Aim of the task:
Emit an exact copy of the lines running from the start of the records to the line containing "pub fn has_time_picker(&self)", both included.

= Beginning of Section =

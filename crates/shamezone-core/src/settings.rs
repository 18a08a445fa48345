//! User-facing settings: tone, reminder time, test mode.
//!
//! These are stored alongside goals in the key-value store (not in the TOML
//! config, which holds engine tuning).

use chrono::NaiveTime;
use serde::{Deserialize, Serialize};
use std::fmt;
use std::str::FromStr;

use crate::error::ValidationError;

/// Reminder severity and cadence policy.
#[derive(Debug, Clone, Copy, PartialEq, Eq, Hash, Default, Serialize, Deserialize)]
pub enum Tone {
    #[default]
    #[serde(rename = "soft")]
    Soft,
    #[serde(rename = "tryMe")]
    TryMe,
    #[serde(rename = "nuclear")]
    Nuclear,
}

impl Tone {
    pub const ALL: [Tone; 3] = [Tone::Soft, Tone::TryMe, Tone::Nuclear];

    pub fn as_str(&self) -> &'static str {
        match self {
            Tone::Soft => "soft",
            Tone::TryMe => "tryMe",
            Tone::Nuclear => "nuclear",
        }
    }

    /// Parse a tone name, falling back to `Soft` for anything unrecognized.
    pub fn from_name_or_soft(name: &str) -> Tone {
        name.parse().unwrap_or(Tone::Soft)
    }

    pub fn description(&self) -> &'static str {
        match self {
            Tone::Soft => "Gentle nudge at the time you pick",
            Tone::TryMe => "Pointed reminders, no mercy on timing",
            Tone::Nuclear => "Three surprise attacks a day between 7am and 11pm",
        }
    }

    /// Whether the user can pick a fixed reminder time for this tone.
    pub fn has_time_picker(&self) -> bool {
        matches!(self, Tone::Soft)
    }
}

impl fmt::Display for Tone {
    fn fmt(&self, f: &mut fmt::Formatter<'_>) -> fmt::Result {
        f.write_str(self.as_str())
    }
}

impl FromStr for Tone {
    type Err = ValidationError;

    fn from_str(s: &str) -> Result<Self, Self::Err> {
        match s {
            "soft" => Ok(Tone::Soft),
            "tryMe" | "try-me" | "tryme" => Ok(Tone::TryMe),
            "nuclear" => Ok(Tone::Nuclear),
            _ => Err(ValidationError::UnknownName {
                kind: "tone",
                value: s.to_string(),
            }),
        }
    }
}

#[derive(Debug, Clone, PartialEq, Default, Serialize, Deserialize)]
#[serde(rename_all = "camelCase")]
pub struct Settings {
    #[serde(default)]
    pub tone: Tone,
    /// Fixed reminder time as `HH:MM`; only honored for the soft tone.
    #[serde(default)]
    pub time: Option<String>,
    #[serde(default)]
    pub test_mode: bool,
}

impl Settings {
    /// The configured reminder time, if present and parseable.
    pub fn fixed_time(&self) -> Option<NaiveTime> {
        self.time.as_deref().and_then(parse_time_of_day)
    }
}

/// Parse `HH:MM` or `HH:MM:SS`.
pub fn parse_time_of_day(s: &str) -> Option<NaiveTime> {
    let s = s.trim();
    NaiveTime::parse_from_str(s, "%H:%M")
        .or_else(|_| NaiveTime::parse_from_str(s, "%H:%M:%S"))
        .ok()
}

#[cfg(test)]
mod tests {
    use super::*;

    #[test]
    fn tone_serde_names() {
        assert_eq!(serde_json::to_string(&Tone::TryMe).unwrap(), "\"tryMe\"");
        let t: Tone = serde_json::from_str("\"nuclear\"").unwrap();
        assert_eq!(t, Tone::Nuclear);
    }

    #[test]
    fn unknown_tone_falls_back_to_soft() {
        assert_eq!(Tone::from_name_or_soft("spicy"), Tone::Soft);
        assert_eq!(Tone::from_name_or_soft("tryMe"), Tone::TryMe);
    }

    #[test]
    fn invalid_time_is_treated_as_absent() {
        let mut settings = Settings {
            time: Some("08:45".into()),
            ..Default::default()
        };
        assert_eq!(settings.fixed_time(), NaiveTime::from_hms_opt(8, 45, 0));
        settings.time = Some("quarter past".into());
        assert_eq!(settings.fixed_time(), None);
        settings.time = Some("25:00".into());
        assert_eq!(settings.fixed_time(), None);
    }

    #[test]
    fn defaults() {
        let s = Settings::default();
        assert_eq!(s.tone, Tone::Soft);
        assert!(s.time.is_none());
        assert!(!s.test_mode);
    }
}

= End of Section =

Answer section:
filename crates/shamezone-core/src/settings.rs
repository 18a08a445fa48345
//! User-facing settings: tone, reminder time, test mode.
//!
//! These are stored alongside goals in the key-value store (not in the TOML
//! config, which holds engine tuning).

use chrono::NaiveTime;
use serde::{Deserialize, Serialize};
use std::fmt;
use std::str::FromStr;

use crate::error::ValidationError;

/// Reminder severity and cadence policy.
#[derive(Debug, Clone, Copy, PartialEq, Eq, Hash, Default, Serialize, Deserialize)]
pub enum Tone {
    #[default]
    #[serde(rename = "soft")]
    Soft,
    #[serde(rename = "tryMe")]
    TryMe,
    #[serde(rename = "nuclear")]
    Nuclear,
}

impl Tone {
    pub const ALL: [Tone; 3] = [Tone::Soft, Tone::TryMe, Tone::Nuclear];

    pub fn as_str(&self) -> &'static str {
        match self {
            Tone::Soft => "soft",
            Tone::TryMe => "tryMe",
            Tone::Nuclear => "nuclear",
        }
    }

    /// Parse a tone name, falling back to `Soft` for anything unrecognized.
    pub fn from_name_or_soft(name: &str) -> Tone {
        name.parse().unwrap_or(Tone::Soft)
    }

    pub fn description(&self) -> &'static str {
        match self {
            Tone::Soft => "Gentle nudge at the time you pick",
            Tone::TryMe => "Pointed reminders, no mercy on timing",
            Tone::Nuclear => "Three surprise attacks a day between 7am and 11pm",
        }
    }

    /// Whether the user can pick a fixed reminder time for this tone.
    pub fn has_time_picker(&self) -> bool {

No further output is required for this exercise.